Dans ce mémoire, nous étudions les propriétés de deux méthodes d’imputation
souvent utilisées en pratique et nous montrons qu’elles produisent des estimateurs
imputés biaisés en général. Motivé par un modèle de mélange, nous proposons
trois méthodes d’imputation et étudions leurs propriétés en termes de biais.
Pour ces méthodes d’imputation, nous considérons un estimateur jackknife de la
variance convergent vers la vraie variance, sous l’hypothèse que la fraction de
sondage est négligeable. Finalement, nous effectuons une étude par simulation
pour étudier la performance des estimateurs ponctuels et de variance en termes
de biais et d’erreur quadratique moyenne. / Single imputation is often used in surveys to compensate for item nonresponse.
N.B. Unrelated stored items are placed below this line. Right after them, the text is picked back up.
// SPDX-License-Identifier: BUSL-1.1
// Copyright (c) 2026 Alfred Jean LLC

//! Harness for end-to-end tests that spawn the real `locker-gateway` binary
//! and exercise it over HTTP, the way a real kiosk fleet would.

use std::path::{Path, PathBuf};
use std::process::{Child, Command, Stdio};
use std::time::Duration;

/// Resolve the path to the compiled `locker-gateway` binary.
pub fn gateway_binary() -> PathBuf {
    let manifest = Path::new(env!("CARGO_MANIFEST_DIR"));
    // tests/e2e -> tests -> workspace root
    let workspace = manifest.parent().and_then(|p| p.parent()).unwrap_or(manifest);
    workspace.join("target").join("debug").join("locker-gateway")
}

/// Find a free TCP port by binding to :0 then releasing.
pub fn free_port() -> anyhow::Result<u16> {
    let listener = std::net::TcpListener::bind("127.0.0.1:0")?;
    Ok(listener.local_addr()?.port())
}

/// A running `locker-gateway` process, killed on drop. Each instance gets
/// its own temp SQLite file so tests don't interfere with each other.
pub struct GatewayProcess {
    child: Child,
    port: u16,
    admin_token: Option<String>,
    _db_dir: tempfile::TempDir,
}

impl GatewayProcess {
    /// Start the gateway with no admin token (admin auth disabled) and tight
    /// reservation/offline thresholds so reaper behavior is test-observable.
    pub async fn start() -> anyhow::Result<Self> {
        Self::build().spawn().await
    }

    pub fn build() -> GatewayBuilder {
        GatewayBuilder::default()
    }

    pub fn base_url(&self) -> String {
        format!("http://127.0.0.1:{}", self.port)
    }

    pub fn admin_token(&self) -> Option<&str> {
        self.admin_token.as_deref()
    }

    /// Poll `/health` until the gateway responds or `timeout` elapses.
    pub async fn wait_healthy(&self, timeout: Duration) -> anyhow::Result<()> {
        let client = reqwest::Client::new();
        let url = format!("{}/health", self.base_url());
        let deadline = tokio::time::Instant::now() + timeout;
        loop {
            if tokio::time::Instant::now() > deadline {
                anyhow::bail!("gateway did not become healthy within {timeout:?}");
            }
            if let Ok(resp) = client.get(&url).send().await {
                if resp.status().is_success() {
                    return Ok(());
                }
            }
            tokio::time::sleep(Duration::from_millis(50)).await;
        }
    }
}

impl Drop for GatewayProcess {
    fn drop(&mut self) {
        let _ = self.child.kill();
        let _ = self.child.wait();
    }
}

/// Builder for the handful of gateway tunables the e2e scenarios exercise.
pub struct GatewayBuilder {
    reservation_ttl_seconds: u64,
    offline_threshold_seconds: u64,
    admin_token: Option<String>,
    rate_limit_card_per_min: u32,
    rate_limit_locker_per_min: u32,
}

impl Default for GatewayBuilder {
    fn default() -> Self {
        Self {
            reservation_ttl_seconds: 90,
            offline_threshold_seconds: 60,
            admin_token: None,
            rate_limit_card_per_min: 60,
            rate_limit_locker_per_min: 6,
        }
    }
}

impl GatewayBuilder {
    pub fn reservation_ttl_seconds(mut self, v: u64) -> Self {
        self.reservation_ttl_seconds = v;
        self
    }

    pub fn offline_threshold_seconds(mut self, v: u64) -> Self {
        self.offline_threshold_seconds = v;
        self
    }

    pub fn admin_token(mut self, token: &str) -> Self {
        self.admin_token = Some(token.to_owned());
        self
    }

    pub fn rate_limit_card_per_min(mut self, v: u32) -> Self {
        self.rate_limit_card_per_min = v;
        self
    }

    pub fn rate_limit_locker_per_min(mut self, v: u32) -> Self {
        self.rate_limit_locker_per_min = v;
        self
    }

    pub async fn spawn(self) -> anyhow::Result<GatewayProcess> {
        let binary = gateway_binary();
        anyhow::ensure!(binary.exists(), "locker-gateway binary not found at {}", binary.display());

        let port = free_port()?;
        let db_dir = tempfile::tempdir()?;
        let db_path = db_dir.path().join("gateway.db");
        let database_url = format!("sqlite://{}", db_path.display());

        let mut args: Vec<String> = vec![
            "--host".into(),
            "127.0.0.1".into(),
            "--port".into(),
            port.to_string(),
            "--database-url".into(),
            database_url,
            "--reservation-ttl-seconds".into(),
            self.reservation_ttl_seconds.to_string(),
            "--offline-threshold-seconds".into(),
            self.offline_threshold_seconds.to_string(),
            "--rate-limit-card-per-min".into(),
            self.rate_limit_card_per_min.to_string(),
            "--rate-limit-locker-per-min".into(),
            self.rate_limit_locker_per_min.to_string(),
        ];
        if let Some(ref token) = self.admin_token {
            args.extend(["--admin-token".into(), token.clone()]);
        }

        let child = Command::new(&binary)
            .args(&args)
            .env("RUST_LOG", "warn")
            .stdout(Stdio::null())
            .stderr(Stdio::null())
            .spawn()?;

        let process = GatewayProcess { child, port, admin_token: self.admin_token, _db_dir: db_dir };
        process.wait_healthy(Duration::from_secs(10)).await?;
        Ok(process)
    }
}

/// A fresh, registered kiosk identity against a running gateway, with a
/// [`kiosk::gateway_client::GatewayClient`] pre-pointed at it (reuses the
/// kiosk binary's real HTTP client rather than a second hand-rolled one).
pub struct RegisteredKiosk {
    pub kiosk_id: String,
    pub zone: String,
    pub client: kiosk::gateway_client::GatewayClient,
}

pub async fn register_kiosk(
    gateway: &GatewayProcess,
    kiosk_id: &str,
    zone: &str,
    kiosk_size: i64,
) -> anyhow::Result<RegisteredKiosk> {
    let client = kiosk::gateway_client::GatewayClient::new(gateway.base_url());
    client
        .register(kiosk_id, zone, "0.1.0", "hw-test", kiosk_size, "testhash")
        .await?;
    Ok(RegisteredKiosk { kiosk_id: kiosk_id.to_owned(), zone: zone.to_owned(), client })
}
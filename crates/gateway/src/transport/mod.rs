// SPDX-License-Identifier: BUSL-1.1
// Copyright (c) 2026 Alfred Jean LLC

//! HTTP transport for the gateway coordination core (spec §6, §4.7).

pub mod admin_http;
pub mod auth;
pub mod kiosk_http;

use std::sync::Arc;

use axum::middleware;
use axum::routing::{get, post};
use axum::Json;
use axum::Router;
use tower_http::cors::CorsLayer;
use tower_http::trace::TraceLayer;

use crate::state::GatewayState;

async fn health() -> Json<serde_json::Value> {
    Json(serde_json::json!({ "status": "ok" }))
}

/// Build the axum `Router` with the full kiosk-facing and admin surfaces.
pub fn build_router(state: Arc<GatewayState>) -> Router {
    Router::new()
        .route("/health", get(health))
        // Kiosk-facing (§6.1)
        .route("/provisioning/register", post(kiosk_http::register))
        .route("/heartbeat", post(kiosk_http::heartbeat))
        .route("/commands", get(kiosk_http::poll_commands))
        .route("/commands/complete", post(kiosk_http::complete_command))
        .route("/commands/clear-stale", post(kiosk_http::clear_stale))
        .route("/lockers", get(kiosk_http::lockers_snapshot))
        // Locker-facing RPC surface (SPEC_FULL.md §3)
        .route("/lockers/find-owner", post(kiosk_http::find_owner))
        .route("/lockers/list-available", post(kiosk_http::list_available))
        .route("/lockers/assign", post(kiosk_http::assign))
        .route("/lockers/confirm", post(kiosk_http::confirm))
        .route("/lockers/release", post(kiosk_http::release))
        .route("/lockers/recent-release", post(kiosk_http::recent_release))
        .route("/lockers/oldest-available", post(kiosk_http::oldest_available))
        // Staff/admin-facing (§6.2, plus SPEC_FULL.md §2 additions)
        .route("/admin/lockers/{id}/open", post(admin_http::open_locker))
        .route("/admin/lockers/bulk-open", post(admin_http::bulk_open))
        .route("/admin/lockers/{id}/status", get(admin_http::locker_status))
        .route("/admin/lockers/{id}/release", post(admin_http::emergency_release))
        .route("/admin/lockers/{id}/block", post(admin_http::block_locker))
        .route("/admin/lockers/{id}/unblock", post(admin_http::unblock_locker))
        .route("/admin/lockers/{id}/force-transition", post(admin_http::force_transition))
        .route("/admin/events", get(admin_http::list_events))
        .route("/admin/rate-limits/reset", post(admin_http::reset_rate_limit))
        .layer(middleware::from_fn_with_state(state.clone(), auth::admin_auth_layer))
        .layer(TraceLayer::new_for_http())
        .layer(CorsLayer::permissive())
        .with_state(state)
}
In some cases, the variable requiring imputation contains a large amount
of zeroes. This is especially frequent in business surveys that collect economic
variables. In this thesis, we study the properties of two imputation procedures
frequently used in practice and show that they lead to biased estimators, in general.
Motivated by a mixture regression model, we then propose three imputation
procedures and study their properties in terms of bias. For the proposed imputation
procedures, we consider a jackknife variance estimator that is consistent
for the true variance, provided the overall sampling fraction is negligible. Finally,
we perform a simulation study to evaluate the performance of point and variance
estimators in terms of relative bias and mean square error.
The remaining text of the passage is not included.